The company spent 10 months converting the former apartment building into a Residence Inn by Marriott.
Wright Investment Properties president Larry Wright said a special effort was made to preserve the art deco feel of the William Len, built in 1927.
"The typical Residence Inn feels more residential," Wright said. "Here we tried to achieve a more high-end, boutique concept."
The original striped, vertical-marble columns and light fixtures remain in the lobby and the ornate elevator doors have been preserved.
Inlaid wood and gilded mirrors were used to create the art deco look throughout the hotel.
"It's a great example of a sensitive renovation of an older building," said Jeff Sanford, president of the Center City Commission.
The downtown hotel is designed to accommodate extended stay guests. Each room comes with a full kitchen including a stove, oven, microwave and refrigerator.
Guests receive a complimentary hot breakfast and dinner.

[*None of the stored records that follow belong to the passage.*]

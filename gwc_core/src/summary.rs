//! Reports about a calendar before it is generated.

use std::collections::BTreeSet;

use chrono::NaiveDate;
use serde::Serialize;

use crate::{
    calendar::{expand, selected, Occurrence},
    catalog::Catalog,
};

/// Event counts of one waste type.
#[derive(Debug, Clone, PartialEq, Eq, Serialize)]
#[serde(rename_all = "camelCase")]
pub struct WasteTypeSummary {
    pub id: String,
    pub name: String,
    pub icon: String,
    pub count: usize,
    /// First date in catalog order, not necessarily the earliest.
    pub first_date: NaiveDate,
    /// Last date in catalog order, not necessarily the latest.
    pub last_date: NaiveDate,
}

/// Event counts of a whole calendar.
#[derive(Debug, Clone, PartialEq, Eq, Serialize)]
pub struct CalendarSummary {
    pub total: usize,
    pub types: Vec<WasteTypeSummary>,
}

/// Summarize the calendar [`crate::calendar::generate`] would build.
///
/// Returns `None` if the route is unknown.
pub fn summarize(
    catalog: &Catalog,
    route_id: u32,
    waste_type_ids: &BTreeSet<String>,
) -> Option<CalendarSummary> {
    let route = catalog.route(route_id)?;
    let types: Vec<WasteTypeSummary> = selected(catalog, route, waste_type_ids)
        .into_iter()
        .filter_map(|(waste_type, dates)| {
            Some(WasteTypeSummary {
                id: waste_type.id.clone(),
                name: waste_type.name.clone(),
                icon: waste_type.icon.clone(),
                count: dates.len(),
                first_date: *dates.first()?,
                last_date: *dates.last()?,
            })
        })
        .collect();
    Some(CalendarSummary {
        total: types.iter().map(|summary| summary.count).sum(),
        types,
    })
}

/// Occurrences split around a reference day.
#[derive(Debug, Clone, PartialEq, Eq)]
pub struct Preview<'a> {
    /// Occurrences on or after the reference day, in calendar order.
    pub upcoming: Vec<Occurrence<'a>>,
    /// Number of occurrences before the reference day.
    pub past: usize,
}

/// Preview the occurrences of a calendar relative to `today`.
///
/// Returns `None` if the route is unknown.
pub fn preview<'a>(
    catalog: &'a Catalog,
    route_id: u32,
    waste_type_ids: &BTreeSet<String>,
    today: NaiveDate,
) -> Option<Preview<'a>> {
    let route = catalog.route(route_id)?;
    let (past, upcoming): (Vec<Occurrence>, Vec<Occurrence>) =
        expand(catalog, route, waste_type_ids)
            .into_iter()
            .partition(|occurrence| occurrence.date < today);
    Some(Preview {
        upcoming,
        past: past.len(),
    })
}
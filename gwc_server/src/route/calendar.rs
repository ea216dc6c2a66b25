use std::sync::Arc;

use axum::{
    extract::{Query, State},
    http::{
        header::{CONTENT_DISPOSITION, CONTENT_TYPE},
        StatusCode,
    },
    response::{IntoResponse, Response},
};
use gwc_core::{
    calendar::{self, CalendarError, GenerationRequest, MEDIA_TYPE},
    catalog::Catalog,
};
use serde::Deserialize;

use crate::route::{split_list, waste_type_ids};

#[derive(Debug, Clone, Deserialize)]
pub struct QueryParams {
    route: u32,
    /// comma separated waste type ids
    #[serde(default)]
    waste_types: Option<String>,
    /// comma separated alert preset ids
    #[serde(default)]
    alerts: Option<String>,
}

impl QueryParams {
    fn generation_request(
        &self,
        catalog: &Catalog,
    ) -> Result<GenerationRequest, (StatusCode, String)> {
        let alerts = catalog
            .alert_presets(split_list(self.alerts.as_deref().unwrap_or_default()))
            .map_err(|err| (StatusCode::BAD_REQUEST, err.to_string()))?;
        Ok(GenerationRequest::new(
            self.route,
            waste_type_ids(catalog, self.waste_types.as_deref())?,
            alerts,
        ))
    }
}

/// Header value offering the calendar as a download.
///
/// Clients that do not understand `filename*` get an ASCII-only fallback.
pub fn content_disposition(file_name: &str) -> String {
    let fallback: String = file_name
        .chars()
        .map(|character| match character {
            ' '..='~' if character != '"' && character != '\\' => character,
            _ => '_',
        })
        .collect();
    format!(
        "attachment; filename=\"{fallback}\"; filename*=UTF-8''{}",
        urlencoding::encode(file_name)
    )
}

/// Handle calendar requests.
///
/// The `route` must be given in the query string, `waste_types` and `alerts` are optional.
pub async fn handler(
    State(catalog): State<Arc<Catalog>>,
    Query(query_params): Query<QueryParams>,
) -> Result<Response, (StatusCode, String)> {
    let request = query_params.generation_request(&catalog)?;
    let document = calendar::generate(&catalog, &request).map_err(|err| match err {
        CalendarError::UnknownRoute(_) => (StatusCode::NOT_FOUND, err.to_string()),
    })?;
    let response = (
        [
            (CONTENT_TYPE, String::from(MEDIA_TYPE)),
            (CONTENT_DISPOSITION, content_disposition(&document.file_name)),
        ],
        document.content,
    )
        .into_response();
    Ok(response)
}
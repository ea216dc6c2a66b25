//! This module builds the iCalendar document for one route.

use std::collections::BTreeSet;

use chrono::{DateTime, NaiveDate, NaiveTime, Utc};
use ical::{
    generator::{Emitter, Property},
    ical_param, ical_property,
};
use log::{debug, info};

use crate::{
    catalog::{uid_token, AlertPreset, Catalog, Route, WasteType},
    component::Component,
    format::{escape_text, format_date_time, format_utc},
};

/// Media type of the generated file.
pub static MEDIA_TYPE: &str = "text/calendar; charset=utf-8";
pub static FILE_EXTENSION: &str = "ics";
static TIMEZONE: &str = "Europe/Oslo";
static UID_PREFIX: &str = "gjesdal";
static UID_DOMAIN: &str = "calendar";
static LANGUAGE: &str = "NO";
static START_HOUR: u32 = 7;
static EVENT_DURATION: &str = "PT1H";

#[derive(thiserror::Error, Debug, Clone, PartialEq, Eq)]
pub enum CalendarError {
    #[error("Route {0} not found")]
    UnknownRoute(u32),
}

/// Everything needed to generate one calendar.
#[derive(Debug, Clone, PartialEq, Eq)]
pub struct GenerationRequest {
    pub route_id: u32,
    pub waste_type_ids: BTreeSet<String>,
    /// Alarms attached to every event, in this order.
    pub alerts: Vec<AlertPreset>,
}

impl GenerationRequest {
    pub fn new<I, S>(route_id: u32, waste_type_ids: I, alerts: Vec<AlertPreset>) -> Self
    where
        I: IntoIterator<Item = S>,
        S: Into<String>,
    {
        GenerationRequest {
            route_id,
            waste_type_ids: waste_type_ids.into_iter().map(Into::into).collect(),
            alerts,
        }
    }
}

/// One collection of one waste type on one day.
#[derive(Debug, Clone, Copy, PartialEq, Eq)]
pub struct Occurrence<'a> {
    pub date: NaiveDate,
    pub waste_type: &'a WasteType,
}

/// A generated calendar file.
#[derive(Debug, Clone, PartialEq, Eq)]
pub struct CalendarDocument {
    pub calendar_name: String,
    /// Suggested name for the downloaded file.
    pub file_name: String,
    pub content: String,
    pub event_count: usize,
}

/// Generate the calendar for a request, stamped with the current time.
pub fn generate(
    catalog: &Catalog,
    request: &GenerationRequest,
) -> Result<CalendarDocument, CalendarError> {
    generate_at(catalog, request, Utc::now())
}

/// Generate the calendar for a request with a fixed generation stamp.
pub fn generate_at(
    catalog: &Catalog,
    request: &GenerationRequest,
    generated: DateTime<Utc>,
) -> Result<CalendarDocument, CalendarError> {
    let route = catalog
        .route(request.route_id)
        .ok_or(CalendarError::UnknownRoute(request.route_id))?;
    let stamp = format_utc(generated);
    let occurrences = expand(catalog, route, &request.waste_type_ids);
    let name = calendar_name(catalog, route);
    let mut calendar = Component::new("VCALENDAR")
        .set(ical_property!("VERSION", "2.0"))
        .set(ical_property!("PRODID", prod_id(&name)))
        .set(ical_property!("CALSCALE", "GREGORIAN"))
        .set(ical_property!("METHOD", "PUBLISH"))
        .set(ical_property!("X-WR-CALNAME", escape_text(&name)))
        .set(ical_property!("X-WR-TIMEZONE", TIMEZONE))
        .with(time_zone());
    for occurrence in &occurrences {
        calendar = calendar.with(build_event(route.id, occurrence, &stamp, &request.alerts));
    }
    info!(
        "generated calendar for route {} with {} events",
        route.id,
        occurrences.len()
    );
    Ok(CalendarDocument {
        file_name: file_name(catalog, route),
        calendar_name: name,
        content: calendar.generate(),
        event_count: occurrences.len(),
    })
}

/// The requested waste types with dates on this route, in catalog order.
///
/// Unknown waste type ids and waste types without dates are skipped.
pub(crate) fn selected<'a>(
    catalog: &'a Catalog,
    route: &'a Route,
    waste_type_ids: &BTreeSet<String>,
) -> Vec<(&'a WasteType, &'a [NaiveDate])> {
    for id in waste_type_ids {
        if catalog.waste_type(id).is_none() {
            debug!("skipping unknown waste type {id:?} for route {}", route.id);
        }
    }
    catalog
        .waste_types
        .iter()
        .filter(|waste_type| waste_type_ids.contains(&waste_type.id))
        .filter_map(|waste_type| {
            let dates = route.dates(&waste_type.id);
            if dates.is_empty() {
                debug!(
                    "skipping waste type {:?} for route {}: no dates",
                    waste_type.id, route.id
                );
                return None;
            }
            Some((waste_type, dates))
        })
        .collect()
}

/// Expand the selection into occurrences sorted by date, then waste type id.
pub(crate) fn expand<'a>(
    catalog: &'a Catalog,
    route: &'a Route,
    waste_type_ids: &BTreeSet<String>,
) -> Vec<Occurrence<'a>> {
    let mut occurrences: Vec<Occurrence> = selected(catalog, route, waste_type_ids)
        .into_iter()
        .flat_map(|(waste_type, dates)| {
            dates
                .iter()
                .map(move |&date| Occurrence { date, waste_type })
        })
        .collect();
    occurrences.sort_by(|a, b| {
        a.date
            .cmp(&b.date)
            .then_with(|| a.waste_type.id.cmp(&b.waste_type.id))
    });
    occurrences
}

/// Build one `VALARM` per preset, in preset order.
pub fn build_alarms(label: &str, alerts: &[AlertPreset]) -> Vec<Component> {
    alerts
        .iter()
        .map(|alert| {
            Component::new("VALARM")
                .set(ical_property!("ACTION", "DISPLAY"))
                .set(ical_property!("TRIGGER", format!("-{}", alert.duration)))
                .set(ical_property!("DESCRIPTION", escape_text(label)))
        })
        .collect()
}

/// Build the `VEVENT` of one occurrence.
pub fn build_event(
    route_id: u32,
    occurrence: &Occurrence,
    stamp: &str,
    alerts: &[AlertPreset],
) -> Component {
    let waste_type = occurrence.waste_type;
    let start = NaiveTime::from_hms_opt(START_HOUR, 0, 0).unwrap_or_default();
    let mut event = Component::new("VEVENT")
        .set(ical_property!(
            "UID",
            uid(route_id, &waste_type.id, occurrence.date)
        ))
        .set(ical_property!("DTSTAMP", stamp))
        .set(ical_property!(
            "DTSTART",
            format_date_time(occurrence.date, start),
            ical_param!("TZID", TIMEZONE)
        ))
        .set(ical_property!("DURATION", EVENT_DURATION))
        .set(ical_property!("SUMMARY", escape_text(&waste_type.summary())))
        .set(ical_property!(
            "DESCRIPTION",
            escape_text(&waste_type.event_description())
        ))
        .set(ical_property!("TRANSP", "TRANSPARENT"));
    for alarm in build_alarms(&format!("{} henting", waste_type.name), alerts) {
        event = event.with(alarm);
    }
    event
}

/// Get a unique id for a waste type collection on a route and day.
///
/// Changing this function is a breaking change!
/// Catalog validation keeps the result unique per waste type.
pub fn uid(route_id: u32, waste_type_id: &str, date: NaiveDate) -> String {
    let waste_type_id = uid_token(waste_type_id);
    format!("{UID_PREFIX}-r{route_id}-{waste_type_id}-{date}@{UID_DOMAIN}")
}

/// Human readable calendar name, e.g. `Gjesdal Tømmekalender 2026 - Rute 3`.
pub fn calendar_name(catalog: &Catalog, route: &Route) -> String {
    format!("{} {} - {}", catalog.product, route.year, route.name)
}

pub fn file_name(catalog: &Catalog, route: &Route) -> String {
    format!("{}.{FILE_EXTENSION}", calendar_name(catalog, route))
}

fn prod_id(name: &str) -> String {
    ["-", name, LANGUAGE].join("//")
}

/// Static definition of the local time zone.
///
/// Daylight saving time starts on the last Sunday of March and ends on the last
/// Sunday of October.
fn time_zone() -> Component {
    Component::new("VTIMEZONE")
        .set(ical_property!("TZID", TIMEZONE))
        .with(
            Component::new("DAYLIGHT")
                .set(ical_property!("TZOFFSETFROM", "+0100"))
                .set(ical_property!("TZOFFSETTO", "+0200"))
                .set(ical_property!("TZNAME", "CEST"))
                .set(ical_property!("DTSTART", "19700329T020000"))
                .set(ical_property!("RRULE", "FREQ=YEARLY;BYMONTH=3;BYDAY=-1SU")),
        )
        .with(
            Component::new("STANDARD")
                .set(ical_property!("TZOFFSETFROM", "+0200"))
                .set(ical_property!("TZOFFSETTO", "+0100"))
                .set(ical_property!("TZNAME", "CET"))
                .set(ical_property!("DTSTART", "19701025T030000"))
                .set(ical_property!("RRULE", "FREQ=YEARLY;BYMONTH=10;BYDAY=-1SU")),
        )
}
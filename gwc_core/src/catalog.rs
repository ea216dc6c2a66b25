//! The static catalog of routes, waste types and alert presets.
//!
//! The catalog is plain JSON. A copy for the current year is bundled with the crate.

use std::{
    borrow::Cow,
    collections::{BTreeMap, HashMap, HashSet},
    fmt,
    fs::read_to_string,
    path::Path,
    str::FromStr,
    sync::OnceLock,
};

use anyhow::{anyhow, bail, Context, Result};
use chrono::NaiveDate;
use regex::Regex;
use serde::{Deserialize, Serialize};

static BUNDLED: &str = include_str!("../data/catalog.json");
static LEAD_TIME_PATTERN: &str = r"^PT(?:(\d+)H)?(?:(\d+)M)?$";

/// A waste stream that can be collected.
#[derive(Debug, Clone, PartialEq, Eq, Serialize, Deserialize)]
pub struct WasteType {
    pub id: String,
    pub name: String,
    /// Display glyph, usually an emoji.
    pub icon: String,
    pub description: String,
    /// Display color token.
    pub color: String,
    /// Guidance text for the calendar event, falls back to a generic sentence.
    #[serde(default, skip_serializing_if = "Option::is_none")]
    pub event_description: Option<String>,
}

impl WasteType {
    /// Description written into every event of this waste type.
    pub fn event_description(&self) -> Cow<'_, str> {
        match &self.event_description {
            Some(description) => Cow::Borrowed(description),
            None => Cow::Owned(format!("{} tømmedag", self.name)),
        }
    }

    /// Title of every event of this waste type.
    pub fn summary(&self) -> String {
        format!("{} {}", self.icon, self.name)
    }
}

/// A collection route and its schedule.
#[derive(Debug, Clone, PartialEq, Eq, Serialize, Deserialize)]
pub struct Route {
    pub id: u32,
    pub name: String,
    pub year: i32,
    #[serde(default)]
    pub areas: Vec<String>,
    #[serde(default)]
    pub description: String,
    /// Collection dates per waste type id.
    pub schedule: BTreeMap<String, Vec<NaiveDate>>,
}

impl Route {
    /// The scheduled dates of a waste type, empty if there are none.
    pub fn dates(&self, waste_type_id: &str) -> &[NaiveDate] {
        self.schedule
            .get(waste_type_id)
            .map(Vec::as_slice)
            .unwrap_or_default()
    }

    pub fn total_events(&self) -> usize {
        self.schedule.values().map(Vec::len).sum()
    }

    /// Whether any dates have been published for this route.
    pub fn has_schedule(&self) -> bool {
        self.schedule.values().any(|dates| !dates.is_empty())
    }
}

/// How long before the collection an alarm fires.
#[derive(Debug, Clone, Copy, PartialEq, Eq, Hash, PartialOrd, Ord, Serialize, Deserialize)]
#[serde(try_from = "String", into = "String")]
pub struct LeadTime {
    minutes: u32,
}

impl LeadTime {
    /// Returns `None` if the minute count does not fit.
    pub fn from_hours(hours: u32) -> Option<Self> {
        Self::from_parts(hours, 0)
    }

    fn from_parts(hours: u32, minutes: u32) -> Option<Self> {
        let minutes = hours.checked_mul(60)?.checked_add(minutes)?;
        Some(LeadTime { minutes })
    }

    pub fn minutes(&self) -> u32 {
        self.minutes
    }
}

impl FromStr for LeadTime {
    type Err = anyhow::Error;

    /// Parse the duration form `PT<N>H`, `PT<N>M` or `PT<N>H<M>M`.
    fn from_str(value: &str) -> Result<Self> {
        let captures = lead_time_pattern()?
            .captures(value)
            .ok_or_else(|| anyhow!("invalid lead time {value:?}, expected PT<N>H"))?;
        let (hours, minutes) = (captures.get(1), captures.get(2));
        if hours.is_none() && minutes.is_none() {
            bail!("invalid lead time {value:?}, expected PT<N>H");
        }
        let hours: u32 = hours.map_or(Ok(0), |hours| hours.as_str().parse())?;
        let minutes: u32 = minutes.map_or(Ok(0), |minutes| minutes.as_str().parse())?;
        Self::from_parts(hours, minutes)
            .ok_or_else(|| anyhow!("lead time {value:?} is too long"))
    }
}

fn lead_time_pattern() -> Result<&'static Regex> {
    static PATTERN: OnceLock<Regex> = OnceLock::new();
    if let Some(pattern) = PATTERN.get() {
        return Ok(pattern);
    }
    let pattern = Regex::new(LEAD_TIME_PATTERN)?;
    Ok(PATTERN.get_or_init(|| pattern))
}

/// The form a waste type id takes inside event UIDs.
///
/// Whitespace runs collapse to `-`, leading and trailing whitespace is dropped.
pub fn uid_token(waste_type_id: &str) -> String {
    waste_type_id
        .split_whitespace()
        .collect::<Vec<_>>()
        .join("-")
}

impl TryFrom<String> for LeadTime {
    type Error = anyhow::Error;

    fn try_from(value: String) -> Result<Self> {
        value.parse()
    }
}

impl From<LeadTime> for String {
    fn from(value: LeadTime) -> Self {
        value.to_string()
    }
}

impl fmt::Display for LeadTime {
    fn fmt(&self, f: &mut fmt::Formatter<'_>) -> fmt::Result {
        let (hours, minutes) = (self.minutes / 60, self.minutes % 60);
        match (hours, minutes) {
            (hours, 0) => write!(f, "PT{hours}H"),
            (0, minutes) => write!(f, "PT{minutes}M"),
            (hours, minutes) => write!(f, "PT{hours}H{minutes}M"),
        }
    }
}

/// A reminder the resident can pick.
#[derive(Debug, Clone, PartialEq, Eq, Serialize, Deserialize)]
pub struct AlertPreset {
    pub id: String,
    pub label: String,
    #[serde(default)]
    pub description: String,
    /// Lead time before the event start.
    pub duration: LeadTime,
}

/// Routes, waste types and alert presets.
#[derive(Debug, Clone, PartialEq, Eq, Serialize, Deserialize)]
pub struct Catalog {
    /// Product name used in calendar names and file names.
    pub product: String,
    pub waste_types: Vec<WasteType>,
    pub alert_presets: Vec<AlertPreset>,
    pub routes: Vec<Route>,
}

impl Catalog {
    /// The catalog shipped with this crate.
    pub fn bundled() -> Result<Self> {
        Self::from_json(BUNDLED).context("bundled catalog is invalid")
    }

    /// Read a catalog from a JSON file.
    pub fn load(path: &Path) -> Result<Self> {
        let json = read_to_string(path)
            .with_context(|| format!("could not read catalog {}", path.display()))?;
        Self::from_json(&json).with_context(|| format!("invalid catalog {}", path.display()))
    }

    pub fn from_json(json: &str) -> Result<Self> {
        let catalog: Catalog = serde_json::from_str(json)?;
        catalog.validate()?;
        Ok(catalog)
    }

    fn validate(&self) -> Result<()> {
        let mut route_ids = HashSet::new();
        for route in &self.routes {
            if !route_ids.insert(route.id) {
                bail!("duplicate route id {}", route.id);
            }
        }
        let mut uid_tokens = HashMap::new();
        for waste_type in &self.waste_types {
            let token = uid_token(&waste_type.id);
            if token.is_empty() {
                bail!("waste type id {:?} is blank", waste_type.id);
            }
            if let Some(other) = uid_tokens.insert(token, waste_type.id.as_str()) {
                if other == waste_type.id {
                    bail!("duplicate waste type id {:?}", waste_type.id);
                }
                bail!(
                    "waste type ids {:?} and {:?} give the same event uid",
                    other,
                    waste_type.id
                );
            }
        }
        let mut alert_preset_ids = HashSet::new();
        for alert_preset in &self.alert_presets {
            if !alert_preset_ids.insert(alert_preset.id.as_str()) {
                bail!("duplicate alert preset id {:?}", alert_preset.id);
            }
        }
        Ok(())
    }

    pub fn route(&self, id: u32) -> Option<&Route> {
        self.routes.iter().find(|route| route.id == id)
    }

    pub fn waste_type(&self, id: &str) -> Option<&WasteType> {
        self.waste_types
            .iter()
            .find(|waste_type| waste_type.id == id)
    }

    pub fn alert_preset(&self, id: &str) -> Option<&AlertPreset> {
        self.alert_presets.iter().find(|preset| preset.id == id)
    }

    /// Resolve alert preset ids in the given order.
    pub fn alert_presets<'a>(&self, ids: impl IntoIterator<Item = &'a str>) -> Result<Vec<AlertPreset>> {
        ids.into_iter()
            .map(|id| {
                self.alert_preset(id)
                    .cloned()
                    .ok_or_else(|| anyhow!("unknown alert preset {id:?}"))
            })
            .collect()
    }

    /// All waste type ids in catalog order.
    pub fn waste_type_ids(&self) -> Vec<String> {
        self.waste_types
            .iter()
            .map(|waste_type| waste_type.id.clone())
            .collect()
    }
}
//! This crate turns Gjesdal's waste collection schedule into iCalendar files.
//!
//! A [`catalog::Catalog`] holds the routes, waste types and alert presets.
//! [`calendar::generate`] builds the downloadable calendar for one route and
//! [`summary::summarize`] reports what that calendar will contain.

pub use ical;

pub mod calendar;
pub mod catalog;
pub mod component;
pub mod format;
pub mod summary;
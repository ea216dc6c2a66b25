//! A generic iCalendar component tree and its serializer.
//!
//! Properties are plain [`ical::generator::Property`] values, so the `ical_property!` and
//! `ical_param!` macros can build them. Serialization folds every content line on octet
//! boundaries and terminates it with CRLF.

use ical::generator::{Emitter, Property};

use crate::format::{fold_line, CRLF};

/// A calendar component such as `VCALENDAR`, `VEVENT` or `VALARM`.
#[derive(Debug, Clone)]
pub struct Component {
    pub name: String,
    pub properties: Vec<Property>,
    pub components: Vec<Component>,
}

impl Component {
    pub fn new(name: &str) -> Self {
        Component {
            name: String::from(name),
            properties: vec![],
            components: vec![],
        }
    }

    /// Append a property.
    pub fn set(mut self, property: Property) -> Self {
        self.properties.push(property);
        self
    }

    /// Append a nested component.
    pub fn with(mut self, component: Component) -> Self {
        self.components.push(component);
        self
    }

    /// The value of the first property called `name`.
    pub fn property_value(&self, name: &str) -> Option<&str> {
        self.properties
            .iter()
            .find(|property| property.name == name)
            .and_then(|property| property.value.as_deref())
    }

    /// All nested components called `name`.
    pub fn components_named<'a>(&'a self, name: &'a str) -> impl Iterator<Item = &'a Component> {
        self.components
            .iter()
            .filter(move |component| component.name == name)
    }
}

impl Emitter for Component {
    fn generate(&self) -> String {
        let mut output = String::new();
        push_line(&mut output, &format!("BEGIN:{}", self.name));
        for property in &self.properties {
            push_line(&mut output, &content_line(property));
        }
        for component in &self.components {
            output.push_str(&component.generate());
        }
        push_line(&mut output, &format!("END:{}", self.name));
        output
    }
}

fn push_line(output: &mut String, line: &str) {
    output.push_str(&fold_line(line));
    output.push_str(CRLF);
}

/// Render one property as an unfolded content line.
fn content_line(property: &Property) -> String {
    let mut line = property.name.clone();
    if let Some(params) = &property.params {
        for (name, values) in params {
            line.push(';');
            line.push_str(name);
            line.push('=');
            let values: Vec<String> = values.iter().map(|value| quote_param(value)).collect();
            line.push_str(&values.join(","));
        }
    }
    line.push(':');
    if let Some(value) = &property.value {
        line.push_str(value);
    }
    line
}

/// Parameter values containing separators must be quoted.
fn quote_param(value: &str) -> String {
    if value.contains([':', ';', ',']) {
        format!("\"{value}\"")
    } else {
        String::from(value)
    }
}
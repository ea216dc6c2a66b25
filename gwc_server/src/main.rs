//! Serve Gjesdal's waste collection calendar over HTTP.
//!
//! The calendar is served at `/calendar?route=<route>&waste_types=<ids>&alerts=<ids>`,
//! its summary at `/summary?route=<route>&waste_types=<ids>`.

use std::{net::SocketAddr, path::PathBuf, sync::Arc};

use anyhow::Result;
use axum::{routing::get, Router};
use clap::Parser;
use gwc_core::catalog::Catalog;
use log::info;

mod route;

#[derive(Debug, Parser)]
#[command(version, about = "Serve Gjesdal's waste collection calendar")]
struct Arguments {
    /// the address to listen on
    #[arg(long, env = "GWC_BIND", default_value = "0.0.0.0:8008")]
    bind: SocketAddr,
    /// read the catalog from this JSON file instead of the bundled one
    #[arg(long, env = "GWC_CATALOG")]
    catalog: Option<PathBuf>,
}

fn app(catalog: Catalog) -> Router {
    Router::new()
        .route("/calendar", get(route::calendar::handler))
        .route("/summary", get(route::summary::handler))
        .with_state(Arc::new(catalog))
}

#[tokio::main]
async fn main() -> Result<()> {
    env_logger::init();
    let arguments = Arguments::parse();
    let catalog = match &arguments.catalog {
        Some(path) => Catalog::load(path)?,
        None => Catalog::bundled()?,
    };
    info!(
        "serving {} routes on {}",
        catalog.routes.len(),
        arguments.bind
    );
    axum::Server::bind(&arguments.bind)
        .serve(app(catalog).into_make_service())
        .await?;
    Ok(())
}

The Residence Inn also offers wireless high-speed Internet connection, a pool table room and a rooftop deck with a view of the Mississippi River.
Suites range from small studios to two-bedrooms and are priced according to size and the length of stay. The rooms are priced between $139 and $199, with significant discounts available for stays of one month or more.
Wright Investment owns and operates 21 hotels nationwide, including the downtown Holiday Inn Select. The company also owns six apartment complexes and is developing a subdivision.
Larry Wright said he was attracted to the William Len because a 1980s conversion of the building from hotel rooms to apartments left the perfect footprint for the Residence Inn product.
"The footprint and size of the rooms fit the Residence Inn room size, so it was an easy transition to make from an apartment building to an extended-stay hotel," Wright said.
The William Len operated as a 240-room hotel until the 1970s.
Hospitality consultant Chuck Pinkowski, president of Pinkowski and Co., said extended-stay hotels have done very well in recent years.
"The extended-stay market is a small percentage of the total room supply in the nation but it's significantly outperforms the overall industry averages," Pinkowski said.
Pinkowski said the downtown hotel market has outperformed other areas of the city. Downtown had an overall occupancy of 65 percent and an average room rate of $108 for the first four months of 2004. The citywide occupancy during those same four months was 54 percent with an average room rate of $69.